In addition, the stockholders of Holdings purchased $3.0 million of additional
preferred stock to partially fund Holdings' repurchase of $23.0 million of its
outstanding 13% Notes resulting in a gain of approximately $8.2 million, net of
income taxes of approximately $5.3 million. These transactions were recorded as
extraordinary items.
-8-
<PAGE>
ITEM 2. MANAGEMENT'S DISCUSSION AND ANALYSIS OF FINANCIAL CONDITION AND
RESULTS OF OPERATIONS
Revenues. Revenues for the three month period ended September 30, 1999 increased
$27.4 million or 23.2% to $145.3 million, as compared to $117.9 million for the
three month period ended September 30, 1998. Revenues for the six month period
ended September 30, 1999 increased $36.6 million or 15.6% to $271.1 million as
compared to $234.4 million for the six month period ended September 30, 1998.
Revenues include:
(i) Millbrook sales of $138.0 million and $258.8 million for the three and six
month periods ended September 30, 1999, as compared to $110.9 million and
$223.5 million for the three and six month periods ended September 30,
1998;
(ii) Manischewitz' sales of $7.7 million and $12.8 million for the three and
six month periods ended September 30, 1999, as compared to $7.1 million
and $11.2 million for the three and six month periods ended September 30,
1998; and
(iii) intersegment sales, which are eliminated in consolidation, of ($0.4)

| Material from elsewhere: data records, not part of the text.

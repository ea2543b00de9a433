//! http-ip-gw error types

use axum::http::StatusCode;
use axum::response::IntoResponse;
use axum::Json;
use serde::{Deserialize, Serialize};

/// Core gateway error type
#[derive(thiserror::Error, Debug)]
pub enum HttpIpGatewayError {
    /// Configuration could not be parsed. This includes invalid IP addresses
    /// and invalid CIDR ranges in the allowlist.
    #[error("Configuration error: {0}")]
    ConfigurationError(String),
    /// Low level IO errors, such as failing to bind the listener
    #[error("IO error: {0}")]
    IoError(#[from] std::io::Error),
    /// None of the addresses a request can be attributed to are on the allowlist
    #[error("Forbidden access")]
    ForbiddenAccess,
}

/// Gateway result type.
pub type HttpIpGatewayResult<T> = Result<T, HttpIpGatewayError>;

/// Error format returned to the caller.
#[derive(Debug, Deserialize, Serialize)]
pub struct ErrorResponse {
    /// The error message
    pub error: String,
}

impl From<String> for ErrorResponse {
    fn from(value: String) -> Self {
        Self { error: value }
    }
}

impl HttpIpGatewayError {
    /// Convert error into HTTP status code and error message.
    pub fn into_status_code_and_body(self) -> (StatusCode, String) {
        match self {
            HttpIpGatewayError::ForbiddenAccess => (StatusCode::FORBIDDEN, self.to_string()),
            _ => (
                StatusCode::INTERNAL_SERVER_ERROR,
                "Something went wrong".to_string(),
            ),
        }
    }
}

impl IntoResponse for HttpIpGatewayError {
    fn into_response(self) -> axum::response::Response {
        let (status_code, body) = self.into_status_code_and_body();
        (status_code, Json(ErrorResponse::from(body))).into_response()
    }
}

million and ($0.5) million for the three and six month periods ended
September 30, 1999, as compared to ($0.1) million and ($0.2) million for
the three and six month periods ended September 30, 1998.
Millbrook's revenues increased $27.1 million and $35.3 million or 24.4% and
15.8% for the three and six month periods ended September 30, 1999, as compared
to the comparable periods of the prior year. This increase is principally due to
the growth of sales to existing customers and the addition of new customers.

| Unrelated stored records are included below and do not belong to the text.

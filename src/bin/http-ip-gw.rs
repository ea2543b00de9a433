use clap::Parser;
use http_ip_gateway::{tracing::initialize_tracing_subscriber, HttpIpGatewayArgs};

#[tokio::main]
async fn main() -> anyhow::Result<()> {
    initialize_tracing_subscriber("info");

    let args = HttpIpGatewayArgs::parse();
    let service = args.into_service().await?;

    service.run().await?;

    Ok(())
}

Manischewitz' revenues increased $0.6 million and $1.6 million or 7.8% and 14.3%
for the three and six month periods ended September 30, 1999, as compared to the
comparable period of the prior year. However, since Manischewitz was acquired on
May 1, 1998, the prior period revenues only represent five months of the six
month period. Had the comparable pre-acquisition period been included in the
period ended September 30, 1998, Manischewitz' revenues would have decreased
$0.5 million or (4.1%) to $12.8 million. The decline for the six month period
was principally due to customer account changes in Manischewitz' northeast
distributor network which had resulted in a slower order rate during the
transition period. While there was some evidence of stabilization during the
three month period ended September 30, 1999, Manischewitz terminated its largest
northeast distributor subsequent to the end of the second quarter. Customers
previously serviced by the former distributor will be assumed by Manischewitz'
affiliate, Millbrook, as well as two other third-party distributors. Based upon
the transition plan in process and information currently available, management
does not believe that the change in distributors will have a negative impact on
revenues during the second half of the fiscal year.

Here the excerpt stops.